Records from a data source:
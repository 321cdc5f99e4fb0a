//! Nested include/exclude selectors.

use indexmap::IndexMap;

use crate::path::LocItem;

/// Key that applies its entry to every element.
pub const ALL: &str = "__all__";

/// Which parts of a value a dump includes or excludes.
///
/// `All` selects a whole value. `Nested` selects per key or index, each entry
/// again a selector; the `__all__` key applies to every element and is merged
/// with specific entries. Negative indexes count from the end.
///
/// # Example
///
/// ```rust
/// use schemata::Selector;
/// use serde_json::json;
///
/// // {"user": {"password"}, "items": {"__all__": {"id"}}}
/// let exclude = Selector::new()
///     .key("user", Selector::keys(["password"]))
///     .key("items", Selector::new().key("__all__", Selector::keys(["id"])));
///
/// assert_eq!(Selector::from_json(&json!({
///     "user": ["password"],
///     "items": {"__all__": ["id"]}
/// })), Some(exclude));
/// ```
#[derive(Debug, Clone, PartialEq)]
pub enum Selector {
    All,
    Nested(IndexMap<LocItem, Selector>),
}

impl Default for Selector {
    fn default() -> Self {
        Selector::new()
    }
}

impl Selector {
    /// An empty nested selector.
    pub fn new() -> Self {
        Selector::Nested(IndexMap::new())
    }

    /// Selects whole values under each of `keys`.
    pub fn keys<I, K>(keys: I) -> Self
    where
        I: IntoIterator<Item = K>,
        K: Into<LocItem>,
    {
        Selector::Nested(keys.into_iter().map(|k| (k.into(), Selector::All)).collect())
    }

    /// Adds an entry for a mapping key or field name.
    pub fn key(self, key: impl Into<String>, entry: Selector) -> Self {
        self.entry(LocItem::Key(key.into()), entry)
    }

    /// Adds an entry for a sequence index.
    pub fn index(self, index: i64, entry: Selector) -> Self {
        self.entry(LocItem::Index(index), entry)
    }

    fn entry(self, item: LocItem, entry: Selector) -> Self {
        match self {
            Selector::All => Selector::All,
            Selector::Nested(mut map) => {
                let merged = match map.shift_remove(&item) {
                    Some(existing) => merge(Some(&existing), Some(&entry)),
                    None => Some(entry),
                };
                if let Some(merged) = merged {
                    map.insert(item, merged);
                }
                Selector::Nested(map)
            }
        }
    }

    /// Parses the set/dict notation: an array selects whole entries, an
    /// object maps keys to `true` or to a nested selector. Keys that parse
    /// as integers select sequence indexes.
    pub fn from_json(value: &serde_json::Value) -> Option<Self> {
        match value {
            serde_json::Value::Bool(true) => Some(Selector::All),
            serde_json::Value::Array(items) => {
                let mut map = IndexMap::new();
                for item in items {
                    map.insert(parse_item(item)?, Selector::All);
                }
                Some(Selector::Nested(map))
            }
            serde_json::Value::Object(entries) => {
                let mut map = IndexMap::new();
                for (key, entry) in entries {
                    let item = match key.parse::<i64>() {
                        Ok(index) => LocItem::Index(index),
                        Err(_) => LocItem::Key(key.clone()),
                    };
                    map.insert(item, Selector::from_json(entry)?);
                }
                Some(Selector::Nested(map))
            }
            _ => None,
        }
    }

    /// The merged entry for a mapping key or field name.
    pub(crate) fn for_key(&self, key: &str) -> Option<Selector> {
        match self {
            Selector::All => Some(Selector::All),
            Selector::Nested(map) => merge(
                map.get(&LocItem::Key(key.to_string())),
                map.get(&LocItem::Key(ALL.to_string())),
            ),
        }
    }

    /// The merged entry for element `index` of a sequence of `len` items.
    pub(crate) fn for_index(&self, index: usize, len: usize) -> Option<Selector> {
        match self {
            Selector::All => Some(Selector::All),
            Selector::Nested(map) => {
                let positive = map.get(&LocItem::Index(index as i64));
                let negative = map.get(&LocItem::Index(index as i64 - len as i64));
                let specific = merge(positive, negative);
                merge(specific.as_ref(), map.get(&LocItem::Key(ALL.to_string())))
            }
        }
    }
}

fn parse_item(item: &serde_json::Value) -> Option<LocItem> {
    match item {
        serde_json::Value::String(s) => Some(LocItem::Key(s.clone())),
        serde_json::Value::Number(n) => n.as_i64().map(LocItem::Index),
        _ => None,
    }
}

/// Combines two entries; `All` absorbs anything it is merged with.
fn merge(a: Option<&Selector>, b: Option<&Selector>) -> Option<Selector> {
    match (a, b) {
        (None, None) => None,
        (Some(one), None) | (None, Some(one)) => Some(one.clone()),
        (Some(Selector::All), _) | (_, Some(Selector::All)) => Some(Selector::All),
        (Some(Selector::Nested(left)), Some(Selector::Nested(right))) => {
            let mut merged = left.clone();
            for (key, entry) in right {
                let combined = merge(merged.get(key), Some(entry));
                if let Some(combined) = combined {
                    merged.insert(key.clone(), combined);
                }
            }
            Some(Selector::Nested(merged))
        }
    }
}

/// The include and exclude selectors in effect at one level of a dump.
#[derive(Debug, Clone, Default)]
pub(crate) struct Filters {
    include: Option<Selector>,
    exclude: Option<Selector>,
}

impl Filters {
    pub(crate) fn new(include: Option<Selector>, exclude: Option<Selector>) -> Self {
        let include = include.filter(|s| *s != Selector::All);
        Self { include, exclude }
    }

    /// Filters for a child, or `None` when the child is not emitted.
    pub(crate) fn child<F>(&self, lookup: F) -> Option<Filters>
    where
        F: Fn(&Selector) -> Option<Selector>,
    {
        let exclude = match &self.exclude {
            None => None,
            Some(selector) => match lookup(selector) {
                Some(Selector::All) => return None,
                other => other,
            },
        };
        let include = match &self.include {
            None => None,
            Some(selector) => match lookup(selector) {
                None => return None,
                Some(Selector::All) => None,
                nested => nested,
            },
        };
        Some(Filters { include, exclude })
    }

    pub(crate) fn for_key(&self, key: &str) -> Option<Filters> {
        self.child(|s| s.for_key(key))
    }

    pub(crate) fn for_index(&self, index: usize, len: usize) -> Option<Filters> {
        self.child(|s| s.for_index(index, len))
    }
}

-- Brief --
Transcribe every record verbatim.

-- Exercise result --
repository 321cdc5f99e4fb0a
//! Nested include/exclude selectors.

use indexmap::IndexMap;

use crate::path::LocItem;

/// Key that applies its entry to every element.
pub const ALL: &str = "__all__";

/// Which parts of a value a dump includes or excludes.
///
/// `All` selects a whole value. `Nested` selects per key or index, each entry
/// again a selector; the `__all__` key applies to every element and is merged
/// with specific entries. Negative indexes count from the end.
///
/// # Example
///
/// ```rust
/// use schemata::Selector;
/// use serde_json::json;
///
/// // {"user": {"password"}, "items": {"__all__": {"id"}}}
/// let exclude = Selector::new()
///     .key("user", Selector::keys(["password"]))
///     .key("items", Selector::new().key("__all__", Selector::keys(["id"])));
///
/// assert_eq!(Selector::from_json(&json!({
///     "user": ["password"],
///     "items": {"__all__": ["id"]}
/// })), Some(exclude));
/// ```
#[derive(Debug, Clone, PartialEq)]
pub enum Selector {
    All,
    Nested(IndexMap<LocItem, Selector>),
}

impl Default for Selector {
    fn default() -> Self {
        Selector::new()
    }
}

impl Selector {
    /// An empty nested selector.
    pub fn new() -> Self {
        Selector::Nested(IndexMap::new())
    }

    /// Selects whole values under each of `keys`.
    pub fn keys<I, K>(keys: I) -> Self
    where
        I: IntoIterator<Item = K>,
        K: Into<LocItem>,
    {
        Selector::Nested(keys.into_iter().map(|k| (k.into(), Selector::All)).collect())
    }

    /// Adds an entry for a mapping key or field name.
    pub fn key(self, key: impl Into<String>, entry: Selector) -> Self {
        self.entry(LocItem::Key(key.into()), entry)
    }

    /// Adds an entry for a sequence index.
    pub fn index(self, index: i64, entry: Selector) -> Self {
        self.entry(LocItem::Index(index), entry)
    }

    fn entry(self, item: LocItem, entry: Selector) -> Self {
        match self {
            Selector::All => Selector::All,
            Selector::Nested(mut map) => {
                let merged = match map.shift_remove(&item) {
                    Some(existing) => merge(Some(&existing), Some(&entry)),
                    None => Some(entry),
                };
                if let Some(merged) = merged {
                    map.insert(item, merged);
                }
                Selector::Nested(map)
            }
        }
    }

    /// Parses the set/dict notation: an array selects whole entries, an
    /// object maps keys to `true` or to a nested selector. Keys that parse
    /// as integers select sequence indexes.
    pub fn from_json(value: &serde_json::Value) -> Option<Self> {
        match value {
            serde_json::Value::Bool(true) => Some(Selector::All),
            serde_json::Value::Array(items) => {
                let mut map = IndexMap::new();
                for item in items {
                    map.insert(parse_item(item)?, Selector::All);
                }
                Some(Selector::Nested(map))
            }
            serde_json::Value::Object(entries) => {
                let mut map = IndexMap::new();
                for (key, entry) in entries {
                    let item = match key.parse::<i64>() {
                        Ok(index) => LocItem::Index(index),
                        Err(_) => LocItem::Key(key.clone()),
                    };
                    map.insert(item, Selector::from_json(entry)?);
                }
                Some(Selector::Nested(map))
            }
            _ => None,
        }
    }

    /// The merged entry for a mapping key or field name.
    pub(crate) fn for_key(&self, key: &str) -> Option<Selector> {
        match self {
            Selector::All => Some(Selector::All),
            Selector::Nested(map) => merge(
                map.get(&LocItem::Key(key.to_string())),
                map.get(&LocItem::Key(ALL.to_string())),
            ),
        }
    }

    /// The merged entry for element `index` of a sequence of `len` items.
    pub(crate) fn for_index(&self, index: usize, len: usize) -> Option<Selector> {
        match self {
            Selector::All => Some(Selector::All),
            Selector::Nested(map) => {
                let positive = map.get(&LocItem::Index(index as i64));
                let negative = map.get(&LocItem::Index(index as i64 - len as i64));
                let specific = merge(positive, negative);
                merge(specific.as_ref(), map.get(&LocItem::Key(ALL.to_string())))
            }
        }
    }
}

fn parse_item(item: &serde_json::Value) -> Option<LocItem> {
    match item {
        serde_json::Value::String(s) => Some(LocItem::Key(s.clone())),
        serde_json::Value::Number(n) => n.as_i64().map(LocItem::Index),
        _ => None,
    }
}

/// Combines two entries; `All` absorbs anything it is merged with.
fn merge(a: Option<&Selector>, b: Option<&Selector>) -> Option<Selector> {
    match (a, b) {
        (None, None) => None,
        (Some(one), None) | (None, Some(one)) => Some(one.clone()),
        (Some(Selector::All), _) | (_, Some(Selector::All)) => Some(Selector::All),
        (Some(Selector::Nested(left)), Some(Selector::Nested(right))) => {
            let mut merged = left.clone();
            for (key, entry) in right {
                let combined = merge(merged.get(key), Some(entry));
                if let Some(combined) = combined {
                    merged.insert(key.clone(), combined);
                }
            }
            Some(Selector::Nested(merged))
        }
    }
}

/// The include and exclude selectors in effect at one level of a dump.
#[derive(Debug, Clone, Default)]
pub(crate) struct Filters {
    include: Option<Selector>,
    exclude: Option<Selector>,
}

impl Filters {
    pub(crate) fn new(include: Option<Selector>, exclude: Option<Selector>) -> Self {
        let include = include.filter(|s| *s != Selector::All);
        Self { include, exclude }
    }

    /// Filters for a child, or `None` when the child is not emitted.
    pub(crate) fn child<F>(&self, lookup: F) -> Option<Filters>
    where
        F: Fn(&Selector) -> Option<Selector>,
    {
        let exclude = match &self.exclude {
            None => None,
            Some(selector) => match lookup(selector) {
                Some(Selector::All) => return None,
                other => other,
            },
        };
        let include = match &self.include {
            None => None,
            Some(selector) => match lookup(selector) {
                None => return None,
                Some(Selector::All) => None,
                nested => nested,
            },
        };
        Some(Filters { include, exclude })
    }

    pub(crate) fn for_key(&self, key: &str) -> Option<Filters> {
        self.child(|s| s.for_key(key))
    }

    pub(crate) fn for_index(&self, index: usize, len: usize) -> Option<Filters> {
        self.child(|s| s.for_index(index, len))
    }
}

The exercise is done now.